*EXCERPTED DATA*
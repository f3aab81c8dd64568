//! Pause flag and speed multiplier shared by every time-based update.

use tracing::warn;

/// Factor used when the configured speed step is unusable.
pub const DEFAULT_SPEED_STEP: f32 = 1.2;

/// Multiplier used when the configured initial speed is unusable.
pub const DEFAULT_SPEED: f32 = 5.0;

/// Speeds must be finite and positive, or time stalls or runs backwards.
fn is_usable_speed(speed: f32) -> bool {
    speed.is_finite() && speed > 0.0
}

/// The simulation clock.
///
/// Speed changes are multiplicative. With no bounds configured the speed can
/// grow or shrink without limit.
#[derive(Clone, Debug, PartialEq)]
pub struct SimClock {
    paused: bool,
    speed: f32,
    step: f32,
    min_speed: Option<f32>,
    max_speed: Option<f32>,
}

impl SimClock {
    pub fn new(speed: f32, step: f32, paused: bool) -> Self {
        let step = if step.is_finite() && step > 0.0 {
            step
        } else {
            warn!(step, "Unusable speed step, using {DEFAULT_SPEED_STEP}");
            DEFAULT_SPEED_STEP
        };
        let speed = if is_usable_speed(speed) {
            speed
        } else {
            warn!(speed, "Unusable initial speed, using {DEFAULT_SPEED}");
            DEFAULT_SPEED
        };
        Self {
            paused,
            speed,
            step,
            min_speed: None,
            max_speed: None,
        }
    }

    /// Clamp future speed changes to the given bounds. Bounds that are not
    /// positive and finite are ignored.
    #[must_use]
    pub fn with_bounds(mut self, min_speed: Option<f32>, max_speed: Option<f32>) -> Self {
        let usable = |bound: Option<f32>, name: &str| {
            bound.filter(|&b| {
                let ok = is_usable_speed(b);
                if !ok {
                    warn!(bound = b, "Ignoring unusable {name} speed bound");
                }
                ok
            })
        };
        self.min_speed = usable(min_speed, "min");
        self.max_speed = usable(max_speed, "max");
        self.speed = self.clamp(self.speed);
        self
    }

    pub fn paused(&self) -> bool {
        self.paused
    }

    pub fn speed(&self) -> f32 {
        self.speed
    }

    /// Flip the pause flag and return the new value.
    pub fn toggle_pause(&mut self) -> bool {
        self.paused = !self.paused;
        self.paused
    }

    /// Multiply the speed by the step factor and return the new speed.
    pub fn speed_up(&mut self) -> f32 {
        self.speed = self.clamp(self.speed * self.step);
        self.speed
    }

    /// Divide the speed by the step factor and return the new speed.
    pub fn slow_down(&mut self) -> f32 {
        self.speed = self.clamp(self.speed / self.step);
        self.speed
    }

    /// Frame time converted to simulated time; zero while paused.
    pub fn scaled(&self, dt: f32) -> f32 {
        if self.paused { 0.0 } else { dt * self.speed }
    }

    fn clamp(&self, speed: f32) -> f32 {
        let speed = self.min_speed.map_or(speed, |min| speed.max(min));
        self.max_speed.map_or(speed, |max| speed.min(max))
    }
}

#[cfg(test)]
mod tests {
    use super::*;

    #[test]
    fn test_toggle_pause() {
        let mut clock = SimClock::new(5.0, 1.2, false);
        assert!(clock.toggle_pause());
        assert!(!clock.toggle_pause());
    }

    #[test]
    fn test_speed_up_and_slow_down_are_inverse() {
        let mut clock = SimClock::new(5.0, 1.2, false);
        assert!((clock.speed_up() - 6.0).abs() < 1e-5);
        assert!((clock.slow_down() - 5.0).abs() < 1e-5);
    }

    #[test]
    fn test_unbounded_by_default() {
        let mut clock = SimClock::new(1.0, 1.2, false);
        for _ in 0..100 {
            clock.speed_up();
        }
        assert!(clock.speed() > 1.0e7);
        for _ in 0..200 {
            clock.slow_down();
        }
        assert!(clock.speed() < 1.0e-7);
        assert!(clock.speed() > 0.0);
    }

    #[test]
    fn test_bounds_clamp_speed() {
        let mut clock = SimClock::new(5.0, 1.2, false).with_bounds(Some(0.5), Some(8.0));
        for _ in 0..10 {
            clock.speed_up();
        }
        assert_eq!(clock.speed(), 8.0);
        for _ in 0..50 {
            clock.slow_down();
        }
        assert_eq!(clock.speed(), 0.5);
    }

    #[test]
    fn test_scaled_is_zero_when_paused() {
        let mut clock = SimClock::new(5.0, 1.2, false);
        assert_eq!(clock.scaled(0.5), 2.5);
        clock.toggle_pause();
        assert_eq!(clock.scaled(0.5), 0.0);
    }

    #[test]
    fn test_unusable_initial_speed_falls_back() {
        for speed in [0.0, -2.0, f32::NAN, f32::INFINITY] {
            let mut clock = SimClock::new(speed, 1.2, false);
            assert_eq!(clock.speed(), DEFAULT_SPEED);
            assert!(clock.speed_up() > DEFAULT_SPEED);
            assert!(clock.scaled(1.0) > 0.0);
        }
    }

    #[test]
    fn test_non_positive_bounds_ignored() {
        let mut clock = SimClock::new(5.0, 1.2, false).with_bounds(Some(-1.0), Some(0.0));
        assert_eq!(clock.speed(), 5.0);
        for _ in 0..10 {
            clock.slow_down();
        }
        assert!(clock.speed() > 0.0);
        assert!(clock.speed() < 1.0);
    }

    #[test]
    fn test_invalid_step_falls_back() {
        let mut clock = SimClock::new(1.0, 0.0, false);
        assert!((clock.speed_up() - DEFAULT_SPEED_STEP).abs() < 1e-6);
    }
}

*PROBLEM REQUIREMENTS*
Check the listing above for lines containing the string "bool", and copy each one.

*ANSWER SPACE*
fn is_usable_speed(speed: f32) -> bool {
    paused: bool,
    pub fn new(speed: f32, step: f32, paused: bool) -> Self {
    pub fn paused(&self) -> bool {
    pub fn toggle_pause(&mut self) -> bool {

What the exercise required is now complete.